Verified comprehensive approach for the design of optically pumped Sub-Picosecond passively Mode-Locked VECSEL

Abstract

This paper presents a design method for the passively mode-locked Vertical External Cavity Surface Emitting Laser (VECSEL) combining the Haus master equation (HME) with the traveling wave model (TWM). In the traditional method for solving the HME using the split-step Fourier transform, the gain chip is considered as an operator in the frequency domain. However, this approach does not adequately address how variations in the pump power affect the laser output and carrier density. On the other hand, the TWM provides a detailed modeling of laser outputs and carrier density rates based on the parameters of the gain and absorber chips.

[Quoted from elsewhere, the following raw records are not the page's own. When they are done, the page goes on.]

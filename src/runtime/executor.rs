//! Agent runtime
//!
//! Runs one turn per user input: loads the session from the store, feeds
//! events through the pure `transition` function and executes the effects it
//! returns until the turn reaches a terminal state.

use super::dispatcher::ToolDispatcher;
use super::traits::{LlmClient, MessageStore};
use super::turn::{TurnExecutor, DEFAULT_TEMPERATURE};
use crate::db::{Message, MessageContent, Role};
use crate::llm::{LlmErrorKind, LlmService};
use crate::state_machine::state::{DEFAULT_MAX_ITERATIONS, DEFAULT_MAX_MODEL_ATTEMPTS};
use crate::state_machine::{
    transition, AbortReason, Effect, Event, TransitionError, TurnContext, TurnState,
};
use crate::system_prompt::build_system_prompt;
use crate::title_generator::{generate_title, DEFAULT_TITLE};
use crate::tools::{
    RulePolicy, ToolConfirmer, ToolContext, ToolExecutionPolicy, ToolRegistry, ToolSpec,
};
use std::collections::{BTreeSet, HashMap};
use std::path::PathBuf;
use std::sync::Arc;
use std::time::Instant;
use thiserror::Error;
use tokio::sync::Mutex;
use tokio_util::sync::CancellationToken;

/// Why `process_input` did not complete a turn
#[derive(Debug, Error, PartialEq)]
pub enum AgentError {
    #[error("Model backend error: {message}")]
    ModelBackend { message: String, kind: LlmErrorKind },
    #[error("Turn exceeded the limit of {limit} model iterations")]
    TurnIterationLimitExceeded { limit: u32 },
    #[error("Failed to read session: {0}")]
    StoreRead(String),
    #[error("Failed to write session: {0}")]
    StoreWrite(String),
    #[error(transparent)]
    InvalidTransition(#[from] TransitionError),
}

impl From<AbortReason> for AgentError {
    fn from(reason: AbortReason) -> Self {
        match reason {
            AbortReason::ModelBackend { message, kind } => AgentError::ModelBackend { message, kind },
            AbortReason::IterationLimit { limit } => {
                AgentError::TurnIterationLimitExceeded { limit }
            }
        }
    }
}

/// Everything the runtime needs, passed in at construction
pub struct AgentConfig {
    pub llm: Arc<dyn LlmClient>,
    pub tools: Arc<ToolRegistry>,
    pub policy: Arc<dyn ToolExecutionPolicy>,
    pub confirmer: Option<Arc<dyn ToolConfirmer>>,
    /// Model used for session titles; without one sessions keep the default
    pub title_model: Option<Arc<dyn LlmService>>,
    pub max_iterations: u32,
    pub max_model_attempts: u32,
    pub temperature: f32,
    /// Fixed system prompt. When unset a dated prompt is built per session.
    pub system_prompt: Option<String>,
    pub working_dir: PathBuf,
    pub artifact_dir: PathBuf,
}

impl AgentConfig {
    pub fn new(llm: Arc<dyn LlmClient>, tools: Arc<ToolRegistry>) -> Self {
        Self {
            llm,
            tools,
            policy: Arc::new(RulePolicy::default()),
            confirmer: None,
            title_model: None,
            max_iterations: DEFAULT_MAX_ITERATIONS,
            max_model_attempts: DEFAULT_MAX_MODEL_ATTEMPTS,
            temperature: DEFAULT_TEMPERATURE,
            system_prompt: None,
            working_dir: std::env::current_dir().unwrap_or_else(|_| PathBuf::from(".")),
            artifact_dir: std::env::temp_dir(),
        }
    }

    #[must_use]
    pub fn with_policy(mut self, policy: Arc<dyn ToolExecutionPolicy>) -> Self {
        self.policy = policy;
        self
    }

    #[must_use]
    pub fn with_confirmer(mut self, confirmer: Arc<dyn ToolConfirmer>) -> Self {
        self.confirmer = Some(confirmer);
        self
    }

    #[must_use]
    pub fn with_title_model(mut self, model: Option<Arc<dyn LlmService>>) -> Self {
        self.title_model = model;
        self
    }

    #[must_use]
    pub fn with_limits(mut self, max_iterations: u32, max_model_attempts: u32) -> Self {
        self.max_iterations = max_iterations;
        self.max_model_attempts = max_model_attempts;
        self
    }

    #[must_use]
    pub fn with_system_prompt(mut self, prompt: impl Into<String>) -> Self {
        self.system_prompt = Some(prompt.into());
        self
    }

    #[must_use]
    pub fn with_dirs(mut self, working_dir: PathBuf, artifact_dir: PathBuf) -> Self {
        self.working_dir = working_dir;
        self.artifact_dir = artifact_dir;
        self
    }
}

/// Messages of one turn in flight
#[derive(Default)]
struct TurnBuffer {
    /// Committed history, starting with the system message
    history: Vec<MessageContent>,
    /// Recorded but not yet committed
    staged: Vec<MessageContent>,
    /// What this turn has written to the store
    committed: Vec<Message>,
}

/// Orchestrates turns for any number of sessions
pub struct AgentRuntime<S> {
    store: Arc<S>,
    turns: TurnExecutor<Arc<dyn LlmClient>>,
    dispatcher: ToolDispatcher,
    tool_specs: Vec<ToolSpec>,
    config: AgentConfig,
    /// One lock per session; turns on the same session run one at a time
    session_locks: Mutex<HashMap<String, Arc<Mutex<()>>>>,
}

impl<S: MessageStore + 'static> AgentRuntime<S> {
    pub fn new(store: S, config: AgentConfig) -> Self {
        let turns = TurnExecutor::new(Arc::clone(&config.llm), config.temperature);
        let dispatcher = ToolDispatcher::new(
            Arc::clone(&config.tools),
            Arc::clone(&config.policy),
            config.confirmer.clone(),
        );
        let tool_specs = config.tools.list_specs();

        Self {
            store: Arc::new(store),
            turns,
            dispatcher,
            tool_specs,
            config,
            session_locks: Mutex::new(HashMap::new()),
        }
    }

    pub fn tool_specs(&self) -> &[ToolSpec] {
        &self.tool_specs
    }

    /// Create a session with a fresh id, seeded with the system message
    pub async fn create_session(&self) -> Result<String, AgentError> {
        let session_id = uuid::Uuid::new_v4().to_string();
        self.store
            .create_session(&session_id, &self.system_prompt())
            .await
            .map_err(AgentError::StoreWrite)?;
        tracing::info!(session_id = %session_id, "Created session");
        Ok(session_id)
    }

    /// Full stored history of a session
    pub async fn history(&self, session_id: &str) -> Result<Vec<Message>, AgentError> {
        self.store.read(session_id).await.map_err(AgentError::StoreRead)
    }

    pub async fn list_sessions(&self) -> Result<BTreeSet<String>, AgentError> {
        self.store.list_sessions().await.map_err(AgentError::StoreRead)
    }

    /// Run one turn and return the messages it appended.
    ///
    /// Unknown sessions are seeded with the system message first; that
    /// message is not part of the result. On error, only batches committed
    /// before the failure remain in the store.
    pub async fn process_input(
        &self,
        session_id: &str,
        text: &str,
    ) -> Result<Vec<Message>, AgentError> {
        let lock = self.session_lock(session_id).await;
        let guard = lock.lock().await;
        let result = self.run_turn(session_id, text).await;
        drop(guard);
        self.release_session_lock(session_id, lock).await;
        result
    }

    async fn run_turn(&self, session_id: &str, text: &str) -> Result<Vec<Message>, AgentError> {
        let history = self.load_or_seed(session_id).await?;
        let first_turn = !history.iter().any(|m| m.role() == Role::Human);

        tracing::info!(
            session_id = %session_id,
            history_len = history.len(),
            model = %self.turns.model_id(),
            "Turn started"
        );
        let start = Instant::now();

        let result = self.drive_turn(session_id, text, history).await;

        match &result {
            Ok(messages) => {
                tracing::info!(
                    session_id = %session_id,
                    messages = messages.len(),
                    duration_ms = %start.elapsed().as_millis(),
                    "Turn finished"
                );
                if first_turn {
                    self.spawn_title(session_id, text);
                }
            }
            Err(e) => {
                tracing::warn!(
                    session_id = %session_id,
                    error = %e,
                    duration_ms = %start.elapsed().as_millis(),
                    "Turn aborted"
                );
            }
        }

        result
    }

    async fn session_lock(&self, session_id: &str) -> Arc<Mutex<()>> {
        let mut locks = self.session_locks.lock().await;
        Arc::clone(locks.entry(session_id.to_string()).or_default())
    }

    /// Forget the session's lock once no other turn holds or awaits it
    async fn release_session_lock(&self, session_id: &str, lock: Arc<Mutex<()>>) {
        let mut locks = self.session_locks.lock().await;
        drop(lock);
        if locks
            .get(session_id)
            .is_some_and(|entry| Arc::strong_count(entry) == 1)
        {
            locks.remove(session_id);
        }
    }

    fn system_prompt(&self) -> String {
        self.config
            .system_prompt
            .clone()
            .unwrap_or_else(|| build_system_prompt(&self.config.working_dir))
    }

    async fn load_or_seed(&self, session_id: &str) -> Result<Vec<MessageContent>, AgentError> {
        let stored = self
            .store
            .read(session_id)
            .await
            .map_err(AgentError::StoreRead)?;
        if !stored.is_empty() {
            return Ok(stored.into_iter().map(|m| m.content).collect());
        }

        let prompt = self.system_prompt();
        self.store
            .create_session(session_id, &prompt)
            .await
            .map_err(AgentError::StoreWrite)?;
        tracing::info!(session_id = %session_id, "Seeded new session");
        Ok(vec![MessageContent::system(prompt)])
    }

    async fn drive_turn(
        &self,
        session_id: &str,
        text: &str,
        history: Vec<MessageContent>,
    ) -> Result<Vec<Message>, AgentError> {
        let context = TurnContext::new(session_id)
            .with_limits(self.config.max_iterations, self.config.max_model_attempts);
        let mut turn = TurnBuffer {
            history,
            ..TurnBuffer::default()
        };

        // Dropping the turn (caller went away) cancels running tools
        let cancel = CancellationToken::new();
        let _cancel_on_drop = cancel.clone().drop_guard();

        let mut state = TurnState::AwaitingInput;
        let mut events = vec![Event::UserInput {
            text: text.to_string(),
        }];

        while let Some(event) = events.pop() {
            let result = transition(&state, &context, event)?;
            tracing::debug!(
                session_id = %session_id,
                from = state.name(),
                to = result.new_state.name(),
                effects = result.effects.len(),
                "Transition"
            );
            state = result.new_state;
            if state.is_terminal() {
                tracing::info!(session_id = %session_id, outcome = state.name(), "Turn finished");
            }

            for effect in result.effects {
                if let Some(next) = self
                    .execute_effect(&context, effect, &mut turn, &cancel)
                    .await?
                {
                    events.push(next);
                }
            }
        }

        match state {
            TurnState::Done => Ok(turn.committed),
            TurnState::Aborted { reason } => Err(reason.into()),
            other => Err(TransitionError::InvalidTransition(format!(
                "turn stopped in {}",
                other.name()
            ))
            .into()),
        }
    }

    async fn execute_effect(
        &self,
        context: &TurnContext,
        effect: Effect,
        turn: &mut TurnBuffer,
        cancel: &CancellationToken,
    ) -> Result<Option<Event>, AgentError> {
        match effect {
            Effect::RecordMessage { content } => {
                turn.staged.push(content);
                Ok(None)
            }

            Effect::CommitMessages => {
                let stored = self
                    .store
                    .append(&context.session_id, &turn.staged)
                    .await
                    .map_err(AgentError::StoreWrite)?;
                turn.history.append(&mut turn.staged);
                turn.committed.extend(stored);
                Ok(None)
            }

            Effect::DiscardPending => {
                if !turn.staged.is_empty() {
                    tracing::debug!(
                        session_id = %context.session_id,
                        discarded = turn.staged.len(),
                        "Discarding uncommitted messages"
                    );
                }
                turn.staged.clear();
                Ok(None)
            }

            Effect::RequestModel => {
                let view: Vec<MessageContent> =
                    turn.history.iter().chain(&turn.staged).cloned().collect();
                let event = match self.turns.run_turn(&view, &self.tool_specs).await {
                    Ok(message) => Event::ModelResponse { message },
                    Err(e) => Event::ModelError {
                        message: e.message,
                        kind: e.kind,
                        retry_after: e.retry_after,
                    },
                };
                Ok(Some(event))
            }

            Effect::DispatchTools { calls } => {
                let ctx = ToolContext::new(
                    cancel.child_token(),
                    context.session_id.as_str(),
                    self.config.working_dir.clone(),
                    self.config.artifact_dir.clone(),
                );
                let results = self.dispatcher.dispatch(&calls, &ctx).await;
                Ok(Some(Event::ToolsDispatched { results }))
            }

            Effect::ScheduleRetry { delay, attempt } => {
                tracing::warn!(
                    session_id = %context.session_id,
                    attempt,
                    delay_ms = %delay.as_millis(),
                    "Retrying model request"
                );
                tokio::time::sleep(delay).await;
                Ok(Some(Event::RetryTimeout { attempt }))
            }
        }
    }

    /// Title the session in the background after its first turn
    fn spawn_title(&self, session_id: &str, text: &str) {
        let store = Arc::clone(&self.store);
        let model = self.config.title_model.clone();
        let session_id = session_id.to_string();
        let text = text.to_string();

        tokio::spawn(async move {
            let generated = match model {
                Some(model) => generate_title(&text, model.as_ref()).await,
                None => None,
            };
            let title = generated.unwrap_or_else(|| DEFAULT_TITLE.to_string());
            if let Err(e) = store.set_title(&session_id, &title).await {
                tracing::warn!(session_id = %session_id, error = %e, "Failed to set title");
            }
        });
    }
}
//! Integer addition

use super::{parse_input, Tool, ToolContext, ToolOutput};
use async_trait::async_trait;
use serde::Deserialize;
use serde_json::{json, Value};

pub struct AddTool;

#[derive(Debug, Deserialize)]
struct AddInput {
    a: i64,
    b: i64,
}

#[async_trait]
impl Tool for AddTool {
    fn name(&self) -> &'static str {
        "add"
    }

    fn description(&self) -> String {
        "Add two integers and return the sum.".to_string()
    }

    fn input_schema(&self) -> Value {
        json!({
            "type": "object",
            "required": ["a", "b"],
            "properties": {
                "a": {"type": "integer", "description": "First addend"},
                "b": {"type": "integer", "description": "Second addend"}
            }
        })
    }

    async fn run(&self, input: Value, _ctx: ToolContext) -> ToolOutput {
        let input: AddInput = match parse_input(input) {
            Ok(i) => i,
            Err(e) => return e,
        };

        match input.a.checked_add(input.b) {
            Some(sum) => ToolOutput::success(sum.to_string()),
            None => ToolOutput::error(format!("Integer overflow adding {} and {}", input.a, input.b)),
        }
    }
}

However, this approach is not suitable for long-cavity configurations due to the exceptionally large processing volume required. The method introduced in this paper resolves this problem by coupling the HME with the TWM equations, thereby accurately determining how laser output and carrier density depend on parameters such as pump power and chip structure. In this regard, we designed a Z-type cavity configuration using this model to achieve a stable pulse train with a duration of 795 fs and an average output power of 900 mW, operating at a pulse repetition rate of 892.5 MHz corresponding to 1.13 kW peak power. This model can analyze the dynamics of the carrier density and output pulse of laser, as well as identify regions of pulse instability. To the best of our knowledge, this is the first demonstration of coupling the HME with TWM to achieve kilowatt peak power pulses in passively mode-locked VECSELs, while also investigating the effect of optical pump power on the formation of the output pulse and the rate of change of carrier density within the active medium and the SESAM.